[YOUR INSTRUCTIONS] Some entries follow. Reproduce exactly the lines starting at the one with "drains it, holding" and stopping after the one with "been produced and".

Top of INPUT DATA

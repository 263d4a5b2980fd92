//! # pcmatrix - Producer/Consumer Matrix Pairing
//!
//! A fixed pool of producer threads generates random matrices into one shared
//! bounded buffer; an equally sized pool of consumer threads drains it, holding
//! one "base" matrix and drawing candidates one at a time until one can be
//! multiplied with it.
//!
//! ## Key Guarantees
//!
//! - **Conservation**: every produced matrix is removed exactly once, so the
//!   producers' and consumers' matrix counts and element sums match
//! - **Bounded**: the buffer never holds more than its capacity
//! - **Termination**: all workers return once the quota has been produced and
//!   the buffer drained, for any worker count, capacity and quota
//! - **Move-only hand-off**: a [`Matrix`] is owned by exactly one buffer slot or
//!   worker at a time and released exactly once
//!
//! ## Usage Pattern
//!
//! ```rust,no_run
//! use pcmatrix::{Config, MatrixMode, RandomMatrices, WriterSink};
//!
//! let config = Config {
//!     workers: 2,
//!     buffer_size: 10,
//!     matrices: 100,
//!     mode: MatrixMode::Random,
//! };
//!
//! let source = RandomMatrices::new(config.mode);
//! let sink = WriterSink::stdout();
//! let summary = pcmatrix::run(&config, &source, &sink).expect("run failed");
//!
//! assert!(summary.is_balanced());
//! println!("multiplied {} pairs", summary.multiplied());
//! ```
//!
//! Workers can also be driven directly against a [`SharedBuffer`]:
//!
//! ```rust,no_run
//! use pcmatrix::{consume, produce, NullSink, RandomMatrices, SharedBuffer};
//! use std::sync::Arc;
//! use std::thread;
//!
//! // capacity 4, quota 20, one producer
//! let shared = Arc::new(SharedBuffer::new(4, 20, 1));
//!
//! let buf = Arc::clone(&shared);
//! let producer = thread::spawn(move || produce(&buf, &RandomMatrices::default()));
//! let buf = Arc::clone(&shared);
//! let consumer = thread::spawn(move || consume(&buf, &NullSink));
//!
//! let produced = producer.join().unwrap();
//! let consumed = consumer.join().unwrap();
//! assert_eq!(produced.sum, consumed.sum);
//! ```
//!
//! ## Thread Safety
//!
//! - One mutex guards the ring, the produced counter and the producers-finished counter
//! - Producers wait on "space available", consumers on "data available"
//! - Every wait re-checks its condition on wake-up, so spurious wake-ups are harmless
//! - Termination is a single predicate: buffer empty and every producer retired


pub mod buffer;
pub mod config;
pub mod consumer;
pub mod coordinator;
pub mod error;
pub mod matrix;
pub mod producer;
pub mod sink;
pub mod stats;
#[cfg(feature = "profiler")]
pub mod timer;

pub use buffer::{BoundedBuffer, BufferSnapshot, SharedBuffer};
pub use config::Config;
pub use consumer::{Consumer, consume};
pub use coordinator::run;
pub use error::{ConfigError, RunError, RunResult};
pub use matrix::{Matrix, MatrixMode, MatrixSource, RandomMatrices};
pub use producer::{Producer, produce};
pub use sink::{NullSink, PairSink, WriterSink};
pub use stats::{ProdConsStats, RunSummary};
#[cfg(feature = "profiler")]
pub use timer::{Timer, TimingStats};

Bottom of INPUT DATA

[SOLVED EXERCISE]
//! bounded buffer; an equally sized pool of consumer threads drains it, holding
//! one "base" matrix and drawing candidates one at a time until one can be
//! multiplied with it.
//!
//! ## Key Guarantees
//!
//! - **Conservation**: every produced matrix is removed exactly once, so the
//!   producers' and consumers' matrix counts and element sums match
//! - **Bounded**: the buffer never holds more than its capacity
//! - **Termination**: all workers return once the quota has been produced and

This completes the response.